## Extracted entries
..............................

//! Chart-ready formatting
//!
//! Shapes core outputs into the serializable series the dashboard's chart
//! widgets bind to. Formatting only: percentage scaling and rounding,
//! never recomputation.

use crate::metrics::{ConfusionMatrix, MetricSet};
use crate::training::ModelBenchmark;
use serde::{Deserialize, Serialize};

/// Render a `[0, 1]` score as a percentage string, e.g. `0.91` -> `"91.0%"`
pub fn format_percent(value: f64, decimals: usize) -> String {
    format!("{:.decimals$}%", value * 100.0)
}

/// One labeled value in a bar series
#[derive(Debug, Clone, PartialEq, Serialize, Deserialize)]
pub struct ChartPoint {
    pub label: String,
    pub value: f64,
}

/// The four-bar metric series for the performance view
pub fn metric_bars(metrics: &MetricSet) -> Vec<ChartPoint> {
    [
        ("Accuracy", metrics.accuracy),
        ("Precision", metrics.precision),
        ("Recall", metrics.recall),
        ("F1 Score", metrics.f1_score),
    ]
    .into_iter()
    .map(|(label, value)| ChartPoint {
        label: label.to_string(),
        value,
    })
    .collect()
}

/// One labeled confusion-matrix cell
#[derive(Debug, Clone, PartialEq, Serialize, Deserialize)]
pub struct ConfusionCell {
    pub label: String,
    pub count: u64,
    /// Whether this cell counts correct predictions
    pub correct: bool,
}

/// The four confusion cells in display order: TN, FP, FN, TP
pub fn confusion_breakdown(matrix: &ConfusionMatrix) -> Vec<ConfusionCell> {
    [
        ("True Negative", matrix.true_negatives(), true),
        ("False Positive", matrix.false_positives(), false),
        ("False Negative", matrix.false_negatives(), false),
        ("True Positive", matrix.true_positives(), true),
    ]
    .into_iter()
    .map(|(label, count, correct)| ConfusionCell {
        label: label.to_string(),
        count,
        correct,
    })
    .collect()
}

/// One metric's row in the comparison radar: every model's score for it,
/// scaled to `[0, 100]`
#[derive(Debug, Clone, PartialEq, Serialize, Deserialize)]
pub struct RadarRow {
    pub subject: String,
    pub values: Vec<(String, f64)>,
}

/// Restructure a model catalog into per-metric radar rows
pub fn radar_rows(models: &[ModelBenchmark]) -> Vec<RadarRow> {
    let metrics: [(&str, fn(&ModelBenchmark) -> f64); 5] = [
        ("Accuracy", |m| m.accuracy),
        ("Precision", |m| m.precision),
        ("Recall", |m| m.recall),
        ("F1", |m| m.f1),
        ("Auc", |m| m.auc),
    ];

    metrics
        .into_iter()
        .map(|(subject, read)| RadarRow {
            subject: subject.to_string(),
            values: models
                .iter()
                .map(|model| (model.name.clone(), read(model) * 100.0))
                .collect(),
        })
        .collect()
}
//! Simulated model training
//!
//! Stands in for a real training backend: maps a hyperparameter
//! configuration to a synthetic result record (metrics, confusion matrix,
//! feature importances) through a documented response surface plus bounded
//! random perturbation, completing after a configurable simulated latency.

mod baseline;
mod config;
mod simulator;

pub use baseline::{
    baseline_feature_importance, reference_models, sample_confusion_matrix, training_history,
    EpochRecord, ModelBenchmark,
};
pub use config::{
    Algorithm, TrainingConfig, MAX_DEPTH_RANGE, MIN_SAMPLES_SPLIT_RANGE, N_ESTIMATORS_RANGE,
};
pub use simulator::{TrainingJob, TrainingResult, TrainingSimulator};
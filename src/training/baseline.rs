//! Baseline constants for the simulated backend
//!
//! Fixed feature weights, the reference model benchmark catalog, and the
//! recorded training-history curve the dashboard renders before any run
//! has completed.

use crate::explainability::FeatureImportance;
use crate::metrics::ConfusionMatrix;
use serde::{Deserialize, Serialize};

/// Benchmark entry for one algorithm in the comparison catalog
#[derive(Debug, Clone, PartialEq, Serialize, Deserialize)]
pub struct ModelBenchmark {
    pub name: String,
    pub accuracy: f64,
    pub precision: f64,
    pub recall: f64,
    pub f1: f64,
    pub auc: f64,
    /// Display color the comparison charts use for this series
    pub color: String,
}

/// One epoch of the recorded training curve
#[derive(Debug, Clone, Copy, PartialEq, Serialize, Deserialize)]
pub struct EpochRecord {
    pub epoch: u32,
    pub accuracy: f64,
    pub loss: f64,
}

/// Baseline feature-importance weights for the audit-log feature set.
///
/// Names and count are fixed; the simulator only perturbs the magnitudes.
pub fn baseline_feature_importance() -> Vec<FeatureImportance> {
    [
        ("user", 0.32),
        ("operation", 0.25),
        ("table", 0.15),
        ("ip_address", 0.12),
        ("status", 0.08),
        ("hour", 0.05),
        ("day_of_week", 0.03),
    ]
    .into_iter()
    .map(|(name, importance)| FeatureImportance {
        name: name.to_string(),
        importance,
    })
    .collect()
}

/// Reference benchmark scores for the algorithm-comparison view
pub fn reference_models() -> Vec<ModelBenchmark> {
    let rows: [(&str, f64, f64, f64, f64, f64, &str); 5] = [
        ("Random Forest", 0.92, 0.89, 0.85, 0.87, 0.94, "#2563EB"),
        ("Gradient Boosting", 0.94, 0.91, 0.89, 0.90, 0.95, "#14B8A6"),
        ("XGBoost", 0.95, 0.92, 0.90, 0.91, 0.97, "#6366F1"),
        ("SVM", 0.88, 0.85, 0.80, 0.82, 0.90, "#A855F7"),
        ("Neural Network", 0.93, 0.90, 0.87, 0.88, 0.95, "#EC4899"),
    ];

    rows.into_iter()
        .map(|(name, accuracy, precision, recall, f1, auc, color)| ModelBenchmark {
            name: name.to_string(),
            accuracy,
            precision,
            recall,
            f1,
            auc,
            color: color.to_string(),
        })
        .collect()
}

/// Recorded accuracy/loss curve shown as the training-history chart
pub fn training_history() -> Vec<EpochRecord> {
    [
        (1, 0.70, 0.42),
        (2, 0.76, 0.36),
        (3, 0.82, 0.30),
        (4, 0.87, 0.24),
        (5, 0.91, 0.18),
        (6, 0.93, 0.14),
        (7, 0.94, 0.12),
        (8, 0.95, 0.10),
    ]
    .into_iter()
    .map(|(epoch, accuracy, loss)| EpochRecord {
        epoch,
        accuracy,
        loss,
    })
    .collect()
}

/// The confusion matrix the dashboard seeds its performance view with
pub fn sample_confusion_matrix() -> ConfusionMatrix {
    ConfusionMatrix::from_rows([[142, 8], [10, 40]])
}
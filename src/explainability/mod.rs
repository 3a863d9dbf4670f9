//! Feature-importance ranking
//!
//! Ordered views over the named importance weights a (simulated) model
//! reports, for the dashboard's feature chart.

use serde::{Deserialize, Serialize};
use std::cmp::Ordering;

/// Number of entries kept when ranking by importance
pub const TOP_FEATURES: usize = 10;

/// A named feature and its non-negative importance weight
#[derive(Debug, Clone, PartialEq, Serialize, Deserialize)]
pub struct FeatureImportance {
    pub name: String,
    pub importance: f64,
}

impl FeatureImportance {
    pub fn new(name: impl Into<String>, importance: f64) -> Self {
        Self {
            name: name.into(),
            importance,
        }
    }
}

/// Ordering applied by [`rank_features`]
#[derive(Debug, Clone, Copy, PartialEq, Eq, Serialize, Deserialize)]
#[serde(rename_all = "snake_case")]
pub enum SortMode {
    /// Descending by importance, truncated to the top [`TOP_FEATURES`]
    ByImportance,
    /// Ascending by name, full list
    Alphabetical,
}

/// Produce an ordered view of `entries` without mutating the input.
///
/// `ByImportance` sorts descending with a stable sort, so entries with
/// equal importance keep their input order, and truncates to the top 10.
/// `Alphabetical` sorts ascending by name and keeps every entry.
pub fn rank_features(entries: &[FeatureImportance], mode: SortMode) -> Vec<FeatureImportance> {
    let mut ranked = entries.to_vec();
    match mode {
        SortMode::ByImportance => {
            ranked.sort_by(|a, b| {
                b.importance
                    .partial_cmp(&a.importance)
                    .unwrap_or(Ordering::Equal)
            });
            ranked.truncate(TOP_FEATURES);
        }
        SortMode::Alphabetical => {
            ranked.sort_by(|a, b| a.name.cmp(&b.name));
        }
    }
    ranked
}
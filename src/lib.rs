//! Anomaly Insight - Metrics and simulation core for an anomaly-detection dashboard
//!
//! This crate is the computational backbone behind a browser dashboard for
//! anomaly-detection model metrics: it derives classification metrics from
//! confusion matrices, simulates training runs over a hyperparameter
//! configuration, ranks feature importances, and shapes the results into
//! chart-ready records. The training backend is an explicit stub: a timed
//! simulation over a documented response surface, not a learning algorithm.
//!
//! # Modules
//!
//! ## Core
//! - [`metrics`] - Confusion-matrix metric derivation (accuracy, precision,
//!   recall, F1) with explicit degenerate-matrix errors
//! - [`training`] - Simulated training engine, configuration, and baseline
//!   constants
//! - [`explainability`] - Feature-importance ranking
//!
//! ## Boundaries
//! - [`dataset`] - CSV ingestion into column-name to value rows
//! - [`analysis`] - Prompt construction for a remote text-analysis service
//! - [`report`] - Percentage formatting and chart series
//! - [`state`] - The dashboard's explicit application state
//!
//! # Example
//!
//! ```
//! use anomaly_insight::prelude::*;
//!
//! # #[tokio::main(flavor = "current_thread")]
//! # async fn main() -> anomaly_insight::Result<()> {
//! let config = TrainingConfig::new()
//!     .with_algorithm(Algorithm::Xgboost)
//!     .with_n_estimators(300);
//!
//! let simulator = TrainingSimulator::new()
//!     .with_delay(std::time::Duration::ZERO)
//!     .with_seed(42);
//!
//! let result = simulator.train(&config).await?;
//! let ranked = rank_features(&result.feature_importance, SortMode::ByImportance);
//! assert!(!ranked.is_empty());
//! # Ok(())
//! # }
//! ```

// Core error handling
pub mod error;

// Core modules
pub mod explainability;
pub mod metrics;
pub mod training;

// Boundary modules
pub mod analysis;
pub mod dataset;
pub mod report;
pub mod state;

pub use error::{InsightError, Result};

/// Re-export commonly used types
pub mod prelude {
    // Error handling
    pub use crate::error::{InsightError, Result};

    // Metrics
    pub use crate::metrics::{ConfusionMatrix, MetricSet};

    // Training simulation
    pub use crate::training::{
        Algorithm, TrainingConfig, TrainingJob, TrainingResult, TrainingSimulator,
    };

    // Baseline constants
    pub use crate::training::{
        baseline_feature_importance, reference_models, sample_confusion_matrix, training_history,
    };

    // Feature ranking
    pub use crate::explainability::{rank_features, FeatureImportance, SortMode};

    // Dataset ingestion
    pub use crate::dataset::{Dataset, DatasetRole};

    // Anomaly analysis
    pub use crate::analysis::{AnalysisPrompt, Analyst, AnomalyEvent, Severity};

    // Reporting
    pub use crate::report::{confusion_breakdown, format_percent, metric_bars, radar_rows};

    // Application state
    pub use crate::state::DashboardState;
}
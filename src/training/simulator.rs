//! Training simulation engine
//!
//! The "backend" behind the dashboard's train button. Training is a timed
//! stub: the engine sleeps for a configurable latency, then synthesizes a
//! result from a deterministic response surface over the configuration plus
//! bounded random perturbation. No learning happens.

use crate::error::{InsightError, Result};
use crate::explainability::FeatureImportance;
use crate::metrics::ConfusionMatrix;
use crate::training::baseline::baseline_feature_importance;
use crate::training::config::TrainingConfig;
use chrono::{DateTime, Utc};
use rand::{Rng, SeedableRng};
use rand_chacha::ChaCha8Rng;
use serde::{Deserialize, Serialize};
use std::time::Duration;
use tokio::task::JoinHandle;
use tokio::time::Instant;
use tracing::info;
use uuid::Uuid;

/// Base accuracy every simulated run starts from
const BASE_ACCURACY: f64 = 0.85;
/// Upper clamp on simulated accuracy
const MAX_ACCURACY: f64 = 0.99;
/// Fixed evaluation population: anomalous samples
const ANOMALY_SAMPLES: u64 = 50;
/// Fixed evaluation population: normal samples
const NORMAL_SAMPLES: u64 = 150;

/// Result record for one simulated training run
#[derive(Debug, Clone, PartialEq, Serialize, Deserialize)]
pub struct TrainingResult {
    pub accuracy: f64,
    pub precision: f64,
    pub recall: f64,
    pub f1_score: f64,
    pub confusion_matrix: ConfusionMatrix,
    pub feature_importance: Vec<FeatureImportance>,
    /// Wall-clock duration of the run in seconds
    pub training_time_secs: f64,
}

/// Simulated training backend.
///
/// Holds the simulated latency, an optional RNG seed, and the baseline
/// feature-importance list whose magnitudes each run perturbs. A seeded
/// simulator produces identical results on every run; an unseeded one
/// draws from entropy.
#[derive(Debug, Clone)]
pub struct TrainingSimulator {
    delay: Duration,
    seed: Option<u64>,
    baseline: Vec<FeatureImportance>,
}

impl Default for TrainingSimulator {
    fn default() -> Self {
        Self::new()
    }
}

impl TrainingSimulator {
    /// Create a simulator with the dashboard's 2-second simulated latency
    /// and an entropy-seeded RNG
    pub fn new() -> Self {
        Self {
            delay: Duration::from_secs(2),
            seed: None,
            baseline: baseline_feature_importance(),
        }
    }

    /// Set the simulated training latency
    pub fn with_delay(mut self, delay: Duration) -> Self {
        self.delay = delay;
        self
    }

    /// Set the RNG seed for reproducible runs
    pub fn with_seed(mut self, seed: u64) -> Self {
        self.seed = Some(seed);
        self
    }

    /// Replace the baseline feature-importance list
    pub fn with_baseline(mut self, baseline: Vec<FeatureImportance>) -> Self {
        self.baseline = baseline;
        self
    }

    /// The deterministic part of the simulated accuracy for `config`.
    ///
    /// Additive over a base of 0.85: the algorithm bonus, an
    /// estimator-count term capped at 0.03, a depth term capped at 0.02,
    /// and flat bonuses for feature engineering (0.03), SMOTE (0.02),
    /// class balancing (0.01), and cross-validation (0.01). The
    /// configuration is sanitized first, so out-of-range fields contribute
    /// their clamped value.
    pub fn expected_accuracy(config: &TrainingConfig) -> f64 {
        let config = config.sanitized();
        let mut accuracy = BASE_ACCURACY;

        accuracy += config.algorithm.accuracy_bonus();
        accuracy += (config.n_estimators as f64 / 500.0 * 0.02).min(0.03);
        accuracy += (config.max_depth as f64 / 30.0 * 0.02).min(0.02);

        if config.feature_engineering {
            accuracy += 0.03;
        }
        if config.use_smote {
            accuracy += 0.02;
        }
        if config.balance_classes {
            accuracy += 0.01;
        }
        if config.auto_cv {
            accuracy += 0.01;
        }

        accuracy
    }

    /// Synthesize a result from `config` using the supplied random source.
    ///
    /// This is the pure core of the simulation: identical configuration and
    /// RNG state yield an identical result. Draw order is fixed: accuracy
    /// noise, precision penalty, recall penalty, then one importance factor
    /// per baseline feature.
    ///
    /// The synthesized confusion matrix always describes the fixed
    /// 200-sample evaluation population: its row sums are 150 normal and
    /// 50 anomalous regardless of configuration.
    pub fn synthesize<R: Rng>(&self, config: &TrainingConfig, rng: &mut R) -> TrainingResult {
        let mut accuracy = Self::expected_accuracy(config);
        accuracy += rng.gen_range(-0.01..0.01);
        accuracy = accuracy.clamp(0.0, MAX_ACCURACY);

        let precision = accuracy - rng.gen::<f64>() * 0.05;
        let recall = accuracy - rng.gen::<f64>() * 0.07;
        let f1_score = 2.0 * precision * recall / (precision + recall);

        let tp = (recall * ANOMALY_SAMPLES as f64).floor() as u64;
        let fn_ = ANOMALY_SAMPLES - tp;
        let fp = ((1.0 - accuracy) * NORMAL_SAMPLES as f64).floor() as u64;
        let tn = NORMAL_SAMPLES - fp;
        let confusion_matrix = ConfusionMatrix::new(tn, fp, fn_, tp);

        let feature_importance = self
            .baseline
            .iter()
            .map(|feature| FeatureImportance {
                name: feature.name.clone(),
                importance: feature.importance * rng.gen_range(0.8..1.2),
            })
            .collect();

        TrainingResult {
            accuracy,
            precision,
            recall,
            f1_score,
            confusion_matrix,
            feature_importance,
            training_time_secs: 0.0,
        }
    }

    /// Run one simulated training pass.
    ///
    /// Sleeps the configured latency, then synthesizes the result. Always
    /// succeeds on well-formed input; malformed numeric fields are repaired
    /// by clamping, never rejected. Dropping the returned future cancels
    /// the run without producing a result.
    pub async fn train(&self, config: &TrainingConfig) -> Result<TrainingResult> {
        let start = Instant::now();
        tokio::time::sleep(self.delay).await;

        let mut rng = match self.seed {
            Some(seed) => ChaCha8Rng::seed_from_u64(seed),
            None => ChaCha8Rng::from_entropy(),
        };

        let mut result = self.synthesize(config, &mut rng);
        result.training_time_secs = start.elapsed().as_secs_f64();

        info!(
            algorithm = %config.algorithm,
            accuracy = result.accuracy,
            f1_score = result.f1_score,
            "simulated training run completed"
        );

        Ok(result)
    }

    /// Start a training run in the background and return its job handle.
    ///
    /// Must be called from within a tokio runtime.
    pub fn spawn(&self, config: TrainingConfig) -> TrainingJob {
        let simulator = self.clone();
        let handle = tokio::spawn(async move { simulator.train(&config).await });

        TrainingJob {
            id: Uuid::new_v4().to_string(),
            created_at: Utc::now(),
            handle,
        }
    }
}

/// Handle to a background training run.
///
/// At most one result is produced per job. A canceled job reports
/// [`InsightError::Canceled`] from [`join`](TrainingJob::join), never a
/// stale or partial result.
#[derive(Debug)]
pub struct TrainingJob {
    id: String,
    created_at: DateTime<Utc>,
    handle: JoinHandle<Result<TrainingResult>>,
}

impl TrainingJob {
    /// Unique identifier for this run
    pub fn id(&self) -> &str {
        &self.id
    }

    /// When the run was started
    pub fn created_at(&self) -> DateTime<Utc> {
        self.created_at
    }

    /// Cancel the run. Safe to call after completion, in which case the
    /// already-produced result is still returned by [`join`](Self::join).
    pub fn cancel(&self) {
        self.handle.abort();
    }

    /// Wait for the run to finish and take its result
    pub async fn join(self) -> Result<TrainingResult> {
        match self.handle.await {
            Ok(result) => result,
            Err(err) if err.is_cancelled() => Err(InsightError::Canceled),
            Err(err) => Err(InsightError::SimulationError(err.to_string())),
        }
    }
}
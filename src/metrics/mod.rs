//! Classification metrics
//!
//! Derivation of accuracy, precision, recall, and F1 from a binary
//! confusion matrix. Degenerate matrices (zero denominators) surface
//! as explicit errors rather than NaN.

mod confusion;

pub use confusion::{ConfusionMatrix, MetricSet};
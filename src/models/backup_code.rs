use serde::Serialize;
use sqlx::FromRow;
use time::OffsetDateTime;
use uuid::Uuid;

/// 2FAバックアップコード
///
/// コード自体はargon2idハッシュとして保存（code_hash）。平文は生成時に一度だけ
/// ユーザーに表示し、DBには保存しない。
///
/// ライフサイクル:
/// - `used = false` の間のみ消費可能
/// - 消費・無効化時に `used = true` となり `scheduled_deletion_at` が設定される
/// - `scheduled_deletion_at` を過ぎた行は掃除タスクが物理削除する
#[derive(Debug, FromRow, Serialize)]
pub struct BackupCode {
    pub id: Uuid,
    pub user_id: Uuid,
    #[serde(skip)]
    pub code_hash: String,
    pub used: bool,
    pub used_at: Option<OffsetDateTime>,
    pub scheduled_deletion_at: Option<OffsetDateTime>,
    pub created_at: OffsetDateTime,
}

..............................

## Task objective
Which lines in the listing hold the word "anomalous"? Copy them out.

## Output
/// Fixed evaluation population: anomalous samples
    /// 50 anomalous regardless of configuration.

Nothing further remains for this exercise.